I stare at him, unable to form words. By the darkest realm, I long to touch him. Aldrin’s dark, long hair is in disarray, just like when it is sex-rumpled. Even though he grips my shoulders lightly, the muscles of his biceps bulge, and his perfectly sculpted chest is on full display under the moonlight. I know exactly what it feels like to run my fingers down his abdomen and slip them beneath the belt of his pants to find his huge, hard cock.

His smile only grows as he watches my eyes soak up the sight of him, trailing down his body then flicking back up to his lips. I shake my head as shivers run down my spine.

“We need to talk.” I desperately try to focus on his eyes and fail.

Aldrin raises an eyebrow. “Talk, is it? In the middle of the night, when we are both half-dressed?”

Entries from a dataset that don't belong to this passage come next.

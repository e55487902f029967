//! Contains the main error type for the library.
use thiserror::Error;

/// The main error type for the library. Each module has it's own error type that is contained by this error.
#[derive(Error, Debug)]
pub enum Error {
    #[error("Not Found")]
    NotFound,
    #[error("Malformed Frame")]
    MalformedFrame,
    #[error("Timeout")]
    Timeout,
    /// The underlying medium reported end-of-stream (zero byte read). Fatal for the transport instance.
    #[error("Disconnected")]
    Disconnected,
    /// The transport was shut down, possibly while a call was blocked on it.
    #[error("Transport Closed")]
    Closed,
    /// A write accepted fewer bytes than requested.
    #[error("Partial Write: wrote {written} of {expected} bytes")]
    PartialWrite { written: usize, expected: usize },
    /// A long running operation was stopped through its cancel flag.
    #[error("Cancelled")]
    Cancelled,
    /// The requested operation is not supported by the selected interface.
    #[error("Unsupported: {0}")]
    Unsupported(String),
    #[error(transparent)]
    Io(#[from] std::io::Error),
    #[error(transparent)]
    IsoTPError(#[from] crate::isotp::error::Error),
    #[error(transparent)]
    UDSError(#[from] crate::uds::Error),
    #[cfg(feature = "j2534")]
    #[error(transparent)]
    J2534Error(#[from] crate::j2534::Error),
    #[cfg(feature = "elm327")]
    #[error(transparent)]
    Elm327Error(#[from] crate::elm327::Error),
}

impl Error {
    /// True for errors caused by the absence of an expected frame or response, as opposed to hard failures.
    pub fn is_timeout(&self) -> bool {
        matches!(self, Error::Timeout)
    }

    /// Returns the negative response code if this error wraps a negative UDS response.
    pub fn negative_response_code(&self) -> Option<crate::uds::NegativeResponseCode> {
        match self {
            Error::UDSError(crate::uds::Error::NegativeResponse { code, .. }) => Some(*code),
            _ => None,
        }
    }
}

/// Writes the complete buffer with a single write call. Anything short of the full length is a protocol failure.
pub(crate) fn write_exact<W: std::io::Write + ?Sized>(writer: &mut W, buf: &[u8]) -> Result<(), Error> {
    let written = writer.write(buf)?;
    if written == 0 && !buf.is_empty() {
        return Err(Error::Disconnected);
    }
    if written != buf.len() {
        return Err(Error::PartialWrite {
            written,
            expected: buf.len(),
        });
    }
    Ok(())
}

I glance down at myself and realize the hard shapes of my nipples are visible through the light cotton of my tunic and undergarment.

“Talk,” I say. “My father makes sure we get precious little opportunity.”

I stalk off to the grassy region between the edge of the tents and the woods beyond, looking for a patch to sit on. Aldrin flicks his wrist, and two woody chairs grow out of the ground from multiple entwining roots. I sit in one. It’s more comfortable than most chairs, as its structure shifts to mold to my body. Aldrin leans forward over his knees in the seat opposite me.

“Why are you fighting this war for me, Aldrin?” The words tumble out of me.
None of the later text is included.